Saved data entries

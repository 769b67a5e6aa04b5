//! Chromatographic coordinate axes.
//!
//! A peak is located along up to four axes at once: retention time, retention
//! index, ion mobility drift and m/z. A [`ChromXs`] bundles all of them for one
//! position (apex, left or right edge) and marks one of them as the "main" axis
//! used for ordering and display.
use std::fmt::Display;

#[derive(Debug, Clone, Copy, PartialEq, Eq, Hash, Default)]
#[cfg_attr(feature = "serde", derive(serde::Serialize, serde::Deserialize))]
pub enum ChromXType {
    #[default]
    RT,
    RI,
    Drift,
    Mz,
}

impl Display for ChromXType {
    fn fmt(&self, f: &mut std::fmt::Formatter<'_>) -> std::fmt::Result {
        write!(f, "{:?}", self)
    }
}

#[derive(Debug, Clone, Copy, PartialEq, Eq, Hash, Default)]
#[cfg_attr(feature = "serde", derive(serde::Serialize, serde::Deserialize))]
pub enum ChromXUnit {
    #[default]
    Min,
    Sec,
    Msec,
    OneOverK0,
    Mz,
    None,
}

impl ChromXType {
    pub fn default_unit(&self) -> ChromXUnit {
        match self {
            ChromXType::RT => ChromXUnit::Min,
            ChromXType::RI => ChromXUnit::None,
            ChromXType::Drift => ChromXUnit::Msec,
            ChromXType::Mz => ChromXUnit::Mz,
        }
    }
}

/// A single value along one chromatographic axis
#[derive(Debug, Clone, Copy, PartialEq)]
#[cfg_attr(feature = "serde", derive(serde::Serialize, serde::Deserialize))]
pub struct ChromX {
    pub kind: ChromXType,
    pub value: f64,
    pub unit: ChromXUnit,
}

impl ChromX {
    pub fn new(kind: ChromXType, value: f64, unit: ChromXUnit) -> Self {
        Self { kind, value, unit }
    }

    pub fn rt(value: f64) -> Self {
        Self::new(ChromXType::RT, value, ChromXUnit::Min)
    }

    pub fn ri(value: f64) -> Self {
        Self::new(ChromXType::RI, value, ChromXUnit::None)
    }

    pub fn drift(value: f64) -> Self {
        Self::new(ChromXType::Drift, value, ChromXUnit::Msec)
    }

    pub fn mz(value: f64) -> Self {
        Self::new(ChromXType::Mz, value, ChromXUnit::Mz)
    }
}

/// All of the axis values for one chromatographic position.
///
/// The main axis is always populated. Setters refuse to clear it.
#[derive(Debug, Clone, Copy, PartialEq)]
#[cfg_attr(feature = "serde", derive(serde::Serialize, serde::Deserialize))]
pub struct ChromXs {
    rt: Option<ChromX>,
    ri: Option<ChromX>,
    drift: Option<ChromX>,
    mz: Option<ChromX>,
    main_type: ChromXType,
}

impl Default for ChromXs {
    fn default() -> Self {
        Self::new(ChromX::rt(0.0))
    }
}

impl ChromXs {
    /// Create a new coordinate whose main axis is `main`
    pub fn new(main: ChromX) -> Self {
        let mut this = Self {
            rt: None,
            ri: None,
            drift: None,
            mz: None,
            main_type: main.kind,
        };
        *this.slot_mut(main.kind) = Some(main);
        this
    }

    pub fn from_rt(rt: f64) -> Self {
        Self::new(ChromX::rt(rt))
    }

    pub fn from_ri(ri: f64) -> Self {
        Self::new(ChromX::ri(ri))
    }

    pub fn from_drift(drift: f64) -> Self {
        Self::new(ChromX::drift(drift))
    }

    fn slot(&self, kind: ChromXType) -> &Option<ChromX> {
        match kind {
            ChromXType::RT => &self.rt,
            ChromXType::RI => &self.ri,
            ChromXType::Drift => &self.drift,
            ChromXType::Mz => &self.mz,
        }
    }

    fn slot_mut(&mut self, kind: ChromXType) -> &mut Option<ChromX> {
        match kind {
            ChromXType::RT => &mut self.rt,
            ChromXType::RI => &mut self.ri,
            ChromXType::Drift => &mut self.drift,
            ChromXType::Mz => &mut self.mz,
        }
    }

    pub fn main_type(&self) -> ChromXType {
        self.main_type
    }

    /// The value of the main axis
    pub fn main_value(&self) -> f64 {
        self.slot(self.main_type).map(|c| c.value).unwrap_or_default()
    }

    pub fn get(&self, kind: ChromXType) -> Option<&ChromX> {
        self.slot(kind).as_ref()
    }

    pub fn value(&self, kind: ChromXType) -> Option<f64> {
        self.slot(kind).map(|c| c.value)
    }

    pub fn rt(&self) -> Option<f64> {
        self.value(ChromXType::RT)
    }

    pub fn ri(&self) -> Option<f64> {
        self.value(ChromXType::RI)
    }

    pub fn drift(&self) -> Option<f64> {
        self.value(ChromXType::Drift)
    }

    pub fn mz(&self) -> Option<f64> {
        self.value(ChromXType::Mz)
    }

    pub fn has(&self, kind: ChromXType) -> bool {
        self.slot(kind).is_some()
    }

    /// Set the value along `kind`, using that axis' default unit if it was not
    /// populated before.
    pub fn set(&mut self, kind: ChromXType, value: f64) {
        let slot = self.slot_mut(kind);
        match slot {
            Some(c) => c.value = value,
            None => *slot = Some(ChromX::new(kind, value, kind.default_unit())),
        }
    }

    pub fn with(mut self, kind: ChromXType, value: f64) -> Self {
        self.set(kind, value);
        self
    }

    /// Remove an axis. The main axis can not be removed.
    pub fn clear(&mut self, kind: ChromXType) -> bool {
        if kind == self.main_type {
            false
        } else {
            *self.slot_mut(kind) = None;
            true
        }
    }

    /// Change which axis is the main axis. Fails if that axis has no value.
    pub fn set_main_type(&mut self, kind: ChromXType) -> bool {
        if self.has(kind) {
            self.main_type = kind;
            true
        } else {
            false
        }
    }

    pub fn iter(&self) -> impl Iterator<Item = &ChromX> {
        [&self.rt, &self.ri, &self.drift, &self.mz]
            .into_iter()
            .flatten()
    }
}

#[cfg(test)]
mod test {
    use super::*;

    #[test]
    fn test_main_axis_invariant() {
        let mut x = ChromXs::from_ri(1520.0);
        assert_eq!(x.main_type(), ChromXType::RI);
        assert_eq!(x.main_value(), 1520.0);
        assert!(x.rt().is_none());
        assert!(!x.clear(ChromXType::RI));
        assert!(!x.set_main_type(ChromXType::RT));

        x.set(ChromXType::RT, 12.5);
        assert_eq!(x.get(ChromXType::RT).unwrap().unit, ChromXUnit::Min);
        assert!(x.set_main_type(ChromXType::RT));
        assert_eq!(x.main_value(), 12.5);
        assert!(x.clear(ChromXType::RI));
        assert_eq!(x.iter().count(), 1);
    }
}
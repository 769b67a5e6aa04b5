//! Spectrum and coordinate similarity measures shared by peak alignment and
//! library annotation.
use mzpeaks::{prelude::*, CentroidPeak, Tolerance};

use crate::interval::{SimpleInterval, Span1D};
use crate::matching::NOT_APPLICABLE;

/// Intensity exponent of the mass-weighted dot product
const WEIGHTED_INTENSITY_POWER: f64 = 0.6;
/// m/z exponent of the mass-weighted dot product
const WEIGHTED_MZ_POWER: f64 = 3.0;

/// The similarity of `actual` to `reference` on a Gaussian kernel whose
/// standard deviation is `tolerance`.
///
/// ```math
/// s = \exp\left(-\frac{1}{2}\left(\frac{a - r}{t}\right)^2\right)
/// ```
///
/// Returns [`NOT_APPLICABLE`] if `tolerance` is not positive.
pub fn gaussian_similarity(actual: f64, reference: f64, tolerance: f64) -> f64 {
    if tolerance <= 0.0 || !tolerance.is_finite() {
        return NOT_APPLICABLE;
    }
    let z = (actual - reference) / tolerance;
    (-0.5 * z * z).exp()
}

#[derive(Debug, Clone, Copy, PartialEq)]
#[cfg_attr(feature = "serde", derive(serde::Serialize, serde::Deserialize))]
pub struct SpectrumSimilarityParams {
    /// Fragment matching tolerance in Da
    pub tolerance: f64,
    /// Peaks outside this m/z range are ignored on both sides
    pub mass_range: SimpleInterval<f64>,
    /// Peaks below this fraction of their spectrum's base peak are ignored
    pub relative_abundance_cutoff: f64,
}

impl Default for SpectrumSimilarityParams {
    fn default() -> Self {
        Self {
            tolerance: 0.05,
            mass_range: SimpleInterval::new(0.0, 2000.0),
            relative_abundance_cutoff: 0.0,
        }
    }
}

impl SpectrumSimilarityParams {
    pub fn new(tolerance: f64, mass_range: SimpleInterval<f64>, relative_abundance_cutoff: f64) -> Self {
        Self {
            tolerance,
            mass_range,
            relative_abundance_cutoff,
        }
    }
}

/// Every spectrum-derived score from one comparison
#[derive(Debug, Clone, Copy, PartialEq)]
pub struct SpectrumComparison {
    pub weighted_dot_product: f64,
    pub simple_dot_product: f64,
    pub reverse_dot_product: f64,
    pub matched_peaks_count: f64,
    pub matched_peaks_percentage: f64,
}

impl Default for SpectrumComparison {
    fn default() -> Self {
        Self {
            weighted_dot_product: NOT_APPLICABLE,
            simple_dot_product: NOT_APPLICABLE,
            reverse_dot_product: NOT_APPLICABLE,
            matched_peaks_count: NOT_APPLICABLE,
            matched_peaks_percentage: NOT_APPLICABLE,
        }
    }
}

impl SpectrumComparison {
    pub fn is_applicable(&self) -> bool {
        self.simple_dot_product >= 0.0
    }
}

/// One aligned pair of relative intensities at an m/z position. A zero on
/// either side means that side had no peak there.
#[derive(Debug, Clone, Copy)]
struct AlignedPair {
    mz: f64,
    experimental: f64,
    reference: f64,
}

fn normalized_peaks(peaks: &[CentroidPeak], params: &SpectrumSimilarityParams) -> Vec<(f64, f64)> {
    let mut kept: Vec<(f64, f64)> = peaks
        .iter()
        .filter(|p| p.intensity() > 0.0 && params.mass_range.contains(&p.mz()))
        .map(|p| (p.mz(), p.intensity() as f64))
        .collect();
    let base = kept.iter().map(|(_, i)| *i).fold(0.0, f64::max);
    if base <= 0.0 {
        return Vec::new();
    }
    kept.iter_mut().for_each(|(_, i)| *i /= base);
    kept.retain(|(_, i)| *i >= params.relative_abundance_cutoff);
    kept.sort_by(|a, b| a.0.total_cmp(&b.0));
    kept
}

fn align_peaks(
    experimental: &[(f64, f64)],
    reference: &[(f64, f64)],
    tolerance: Tolerance,
) -> (Vec<AlignedPair>, usize) {
    let mut used = vec![false; experimental.len()];
    let mut pairs = Vec::with_capacity(experimental.len() + reference.len());
    let mut matched = 0usize;
    let mut start = 0usize;
    for (ref_mz, ref_int) in reference.iter().copied() {
        let (lower, upper) = tolerance.bounds(ref_mz);
        while start < experimental.len() && experimental[start].0 < lower {
            start += 1;
        }
        let mut acc = 0.0;
        for (j, (mz, int)) in experimental.iter().enumerate().skip(start) {
            if *mz > upper {
                break;
            }
            if !used[j] {
                used[j] = true;
                acc += int;
            }
        }
        if acc > 0.0 {
            matched += 1;
        }
        pairs.push(AlignedPair {
            mz: ref_mz,
            experimental: acc,
            reference: ref_int,
        });
    }
    for ((mz, int), was_used) in experimental.iter().zip(used) {
        if !was_used {
            pairs.push(AlignedPair {
                mz: *mz,
                experimental: *int,
                reference: 0.0,
            });
        }
    }
    (pairs, matched)
}

fn cosine<I: Iterator<Item = (f64, f64)>>(it: I) -> f64 {
    let (dot, norm_a, norm_b) = it.fold((0.0, 0.0, 0.0), |(dot, na, nb), (a, b)| {
        (a.mul_add(b, dot), a.mul_add(a, na), b.mul_add(b, nb))
    });
    if norm_a <= 0.0 || norm_b <= 0.0 {
        0.0
    } else {
        (dot / (norm_a * norm_b).sqrt()).clamp(0.0, 1.0)
    }
}

fn mass_weight(mz: f64, intensity: f64) -> f64 {
    if intensity <= 0.0 {
        0.0
    } else {
        intensity.powf(WEIGHTED_INTENSITY_POWER) * mz.powf(WEIGHTED_MZ_POWER)
    }
}

/// Compare an experimental centroid spectrum against a reference spectrum.
///
/// If either spectrum has no usable peaks, every score is [`NOT_APPLICABLE`].
/// Two non-empty spectra with no overlapping peaks score `0`.
pub fn compare_spectra(
    experimental: &[CentroidPeak],
    reference: &[CentroidPeak],
    params: &SpectrumSimilarityParams,
) -> SpectrumComparison {
    let experimental = normalized_peaks(experimental, params);
    let reference = normalized_peaks(reference, params);
    if experimental.is_empty() || reference.is_empty() {
        return SpectrumComparison::default();
    }
    let (pairs, matched) = align_peaks(&experimental, &reference, Tolerance::Da(params.tolerance));

    let simple_dot_product = cosine(pairs.iter().map(|p| (p.experimental, p.reference)));
    let weighted_dot_product = cosine(
        pairs
            .iter()
            .map(|p| (mass_weight(p.mz, p.experimental), mass_weight(p.mz, p.reference))),
    );
    let reverse_dot_product = cosine(
        pairs
            .iter()
            .filter(|p| p.reference > 0.0)
            .map(|p| (p.experimental, p.reference)),
    );
    SpectrumComparison {
        weighted_dot_product,
        simple_dot_product,
        reverse_dot_product,
        matched_peaks_count: matched as f64,
        matched_peaks_percentage: matched as f64 / reference.len() as f64,
    }
}

/// The m/z of the most intense peak, if any
pub fn base_peak(peaks: &[CentroidPeak]) -> Option<&CentroidPeak> {
    peaks
        .iter()
        .filter(|p| p.intensity() > 0.0)
        .max_by(|a, b| a.intensity().total_cmp(&b.intensity()))
}

#[cfg(test)]
mod test {
    use super::*;

    fn peaks(data: &[(f64, f32)]) -> Vec<CentroidPeak> {
        data.iter()
            .enumerate()
            .map(|(i, (mz, int))| CentroidPeak::new(*mz, *int, i as u32))
            .collect()
    }

    #[test]
    fn test_gaussian_similarity() {
        assert_eq!(gaussian_similarity(5.0, 5.0, 0.1), 1.0);
        let s = gaussian_similarity(5.1, 5.0, 0.1);
        assert!((s - (-0.5f64).exp()).abs() < 1e-12);
        assert_eq!(gaussian_similarity(5.0, 5.0, 0.0), NOT_APPLICABLE);
    }

    #[test]
    fn test_identical_spectra() {
        let a = peaks(&[(73.0, 100.0), (147.1, 40.0), (221.1, 10.0)]);
        let cmp = compare_spectra(&a, &a, &SpectrumSimilarityParams::default());
        assert!((cmp.simple_dot_product - 1.0).abs() < 1e-9);
        assert!((cmp.weighted_dot_product - 1.0).abs() < 1e-9);
        assert!((cmp.reverse_dot_product - 1.0).abs() < 1e-9);
        assert_eq!(cmp.matched_peaks_count, 3.0);
        assert_eq!(cmp.matched_peaks_percentage, 1.0);
    }

    #[test]
    fn test_disjoint_spectra() {
        let a = peaks(&[(73.0, 100.0), (147.1, 40.0)]);
        let b = peaks(&[(91.0, 100.0), (105.0, 40.0)]);
        let cmp = compare_spectra(&a, &b, &SpectrumSimilarityParams::default());
        assert!(cmp.is_applicable());
        assert_eq!(cmp.simple_dot_product, 0.0);
        assert_eq!(cmp.reverse_dot_product, 0.0);
        assert_eq!(cmp.matched_peaks_count, 0.0);
    }

    #[test]
    fn test_reverse_ignores_extra_experimental_peaks() {
        let experimental = peaks(&[(73.0, 100.0), (147.1, 40.0), (300.0, 100.0)]);
        let reference = peaks(&[(73.0, 100.0), (147.1, 40.0)]);
        let cmp = compare_spectra(&experimental, &reference, &SpectrumSimilarityParams::default());
        assert!((cmp.reverse_dot_product - 1.0).abs() < 1e-9);
        assert!(cmp.simple_dot_product < 1.0);
    }

    #[test]
    fn test_empty_is_not_applicable() {
        let a = peaks(&[(73.0, 100.0)]);
        let cmp = compare_spectra(&a, &[], &SpectrumSimilarityParams::default());
        assert!(!cmp.is_applicable());
        assert_eq!(cmp.matched_peaks_percentage, NOT_APPLICABLE);
    }
}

Exercise details>
Could you reproduce exactly the lines of the entries above, from the one with "let mut this" through the one with "pub fn from_rt(rt: f64)", and nothing else?

Exercise response>
        let mut this = Self {
            rt: None,
            ri: None,
            drift: None,
            mz: None,
            main_type: main.kind,
        };
        *this.slot_mut(main.kind) = Some(main);
        this
    }

    pub fn from_rt(rt: f64) -> Self {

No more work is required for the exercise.